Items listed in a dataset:
◇ ◇ ◇ ◇ ◇ ◇ ◇
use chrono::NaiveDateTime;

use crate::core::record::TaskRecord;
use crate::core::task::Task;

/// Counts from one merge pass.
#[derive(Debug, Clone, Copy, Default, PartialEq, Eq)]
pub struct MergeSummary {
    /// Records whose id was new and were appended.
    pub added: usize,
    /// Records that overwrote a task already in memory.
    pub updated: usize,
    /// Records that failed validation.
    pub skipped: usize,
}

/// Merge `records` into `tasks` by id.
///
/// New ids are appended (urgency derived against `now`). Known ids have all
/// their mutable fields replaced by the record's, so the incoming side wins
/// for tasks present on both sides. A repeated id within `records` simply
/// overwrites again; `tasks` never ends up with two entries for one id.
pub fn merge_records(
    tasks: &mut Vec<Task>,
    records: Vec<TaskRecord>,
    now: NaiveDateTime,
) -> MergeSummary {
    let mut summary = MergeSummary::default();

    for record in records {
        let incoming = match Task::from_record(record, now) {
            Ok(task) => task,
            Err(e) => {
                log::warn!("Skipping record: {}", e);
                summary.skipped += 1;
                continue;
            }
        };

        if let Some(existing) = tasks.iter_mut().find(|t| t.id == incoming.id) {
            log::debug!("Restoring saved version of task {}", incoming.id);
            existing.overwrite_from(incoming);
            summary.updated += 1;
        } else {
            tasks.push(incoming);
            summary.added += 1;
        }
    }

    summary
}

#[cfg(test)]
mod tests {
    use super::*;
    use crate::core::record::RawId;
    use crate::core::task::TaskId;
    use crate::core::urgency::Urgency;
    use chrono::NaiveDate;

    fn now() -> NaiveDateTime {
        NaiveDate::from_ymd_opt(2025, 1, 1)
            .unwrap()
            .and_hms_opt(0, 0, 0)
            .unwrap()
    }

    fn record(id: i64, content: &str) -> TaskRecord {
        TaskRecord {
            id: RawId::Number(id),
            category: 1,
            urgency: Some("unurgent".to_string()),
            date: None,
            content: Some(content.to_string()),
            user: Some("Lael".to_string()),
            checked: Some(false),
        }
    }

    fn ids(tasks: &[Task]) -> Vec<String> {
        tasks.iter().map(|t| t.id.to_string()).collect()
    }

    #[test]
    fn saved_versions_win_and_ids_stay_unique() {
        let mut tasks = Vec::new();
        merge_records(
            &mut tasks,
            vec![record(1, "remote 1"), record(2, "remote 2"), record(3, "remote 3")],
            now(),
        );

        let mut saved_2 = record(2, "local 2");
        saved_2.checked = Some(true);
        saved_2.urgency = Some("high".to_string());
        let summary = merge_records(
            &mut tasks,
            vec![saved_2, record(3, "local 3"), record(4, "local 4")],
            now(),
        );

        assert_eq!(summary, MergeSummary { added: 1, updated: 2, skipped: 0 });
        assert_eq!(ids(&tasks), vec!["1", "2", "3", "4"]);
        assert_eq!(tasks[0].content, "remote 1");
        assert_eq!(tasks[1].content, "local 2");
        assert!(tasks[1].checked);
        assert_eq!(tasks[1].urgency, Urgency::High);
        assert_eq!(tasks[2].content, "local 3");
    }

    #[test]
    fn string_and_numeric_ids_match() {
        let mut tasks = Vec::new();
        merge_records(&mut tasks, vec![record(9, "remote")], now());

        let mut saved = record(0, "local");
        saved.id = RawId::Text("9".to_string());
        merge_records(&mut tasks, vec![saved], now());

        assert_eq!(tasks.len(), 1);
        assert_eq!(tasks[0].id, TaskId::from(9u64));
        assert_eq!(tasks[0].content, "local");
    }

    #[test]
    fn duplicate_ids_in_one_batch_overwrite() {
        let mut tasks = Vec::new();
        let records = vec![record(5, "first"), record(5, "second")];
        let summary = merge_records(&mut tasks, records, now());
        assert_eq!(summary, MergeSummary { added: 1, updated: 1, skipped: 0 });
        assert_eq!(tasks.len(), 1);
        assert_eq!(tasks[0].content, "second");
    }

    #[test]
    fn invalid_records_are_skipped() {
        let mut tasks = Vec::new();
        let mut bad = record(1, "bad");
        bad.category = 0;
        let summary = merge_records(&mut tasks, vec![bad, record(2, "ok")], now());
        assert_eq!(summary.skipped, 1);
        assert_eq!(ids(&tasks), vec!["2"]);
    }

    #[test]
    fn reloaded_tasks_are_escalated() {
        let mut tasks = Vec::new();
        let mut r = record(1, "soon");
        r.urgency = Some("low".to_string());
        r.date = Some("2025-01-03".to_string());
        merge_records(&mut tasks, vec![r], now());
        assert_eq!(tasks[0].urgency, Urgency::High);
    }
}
◇ ◇ ◇ ◇ ◇ ◇ ◇
When a line in the records contains the string "checked", it counts; state how many lines count, with no other words.

3